Marala Headworks is a headworks situated on the Chenab River near the city of Sialkot in Punjab, Pakistan. A weir was first built during 1906–1912 in British India to feed the Upper Chenab Canal, as part of the 'Triple Canals Project'. A new Marala Barrage  was constructed in 1968 to feed the Marala–Ravi Link Canal in addition to the original Upper Chenab Canal.

History 

The original headworks near Marala along with the Upper Chenab Canal were built as part of the Triple Canals Project of British India during 1906–1912. The canal was meant to irrigate an area of 648,000 acres in the Gujranwala District as well as to transfer waters to the Ravi River near Balloki. It was opened in 1912 and fully completed by 1917 at a cost Rs. 37 million. It became profitable in 1938–39.
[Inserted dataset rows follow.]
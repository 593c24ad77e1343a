//! Core types and utilities for gough.
//!
//! This crate provides the foundational types used throughout the gough
//! control plane and agent:
//!
//! - **Identifiers**: Strongly-typed IDs for users, teams, providers, agents,
//!   and shell sessions
//! - **Machine state**: The unified lifecycle enum every cloud driver maps
//!   its native states onto
//! - **Capabilities**: The atomic grants emitted by the permission evaluator
//! - **Error types**: Common error definitions shared across crates
//!
//! # Example
//!
//! ```
//! use gough_core::{AgentId, Capability, MachineState, SessionId};
//!
//! let agent_id = AgentId::generate();
//! let session_id = SessionId::generate();
//!
//! assert!(MachineState::Terminated.is_terminal());
//! assert_eq!(Capability::Shell.as_str(), "shell");
//! ```

#![forbid(unsafe_code)]
#![warn(missing_docs)]
#![warn(clippy::all)]
#![warn(clippy::pedantic)]

pub mod caps;
pub mod error;
pub mod ids;
pub mod state;

pub use caps::{Capabilities, Capability};
pub use error::{CoreError, Result};
pub use ids::{AgentId, IdError, ProviderId, SessionId, TeamId, UserId};
pub use state::MachineState;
The waters transferred to the Ravi River were further fed to the Lower Bari Doab Canal via the Balloki Headworks, irrigating the Montgomery and Multan districts. This canal became profitable at least a decade earlier than the Upper Chenab Canal. The waters of the Ravi River itself were left to irrigate the semi-arid states of Bikaner and Bahawalpur. The link canal concept initiated in the Triple Canals Project eventually became the basis for the Indus Waters Treaty after the independence of India and Pakistan.

The Marala–Ravi Link Canal was constructed between 1952–1956 in the wake of the Indo-Pakistani water dispute of 1948, when Pakistan became apprehensive of water security on the Ravi and Sutlej rivers. This canal transfers 623 cumecs of water to Ravi in order to satisfy the requirements of Balloki and Sulemanki headworks.

Characteristics
Marala Headworks is a large hydro engineering project and is used to control water flow and flood control in the River Chenab.

Geography
Chenab is a  long river which originates from Chandra Taal in the Lahul & Spiti District of Himachal Pradesh in India where it is known as Chenab river after the two tributaries Chandra and Bhaga join at Tandi in Lahul & Spiti district and acquires the name Chenab when it enters Jammu and Kashmir, near Kishtwar in India. After cutting across the Pir Panjal Range, India it enters the Sialkot District in the Pakistan. Here the Marala Barrage was built across the river in 1968 with a maximum discharge of 1.1 million ft³/s (31,000 m³/s). Two major water channels originate at the Marala headworks—the Marala ravi link canal and the Upper Chenab Canal. Proposals are under consideration to build Mangla Marala Link Canal to overcome any shortage of water in future.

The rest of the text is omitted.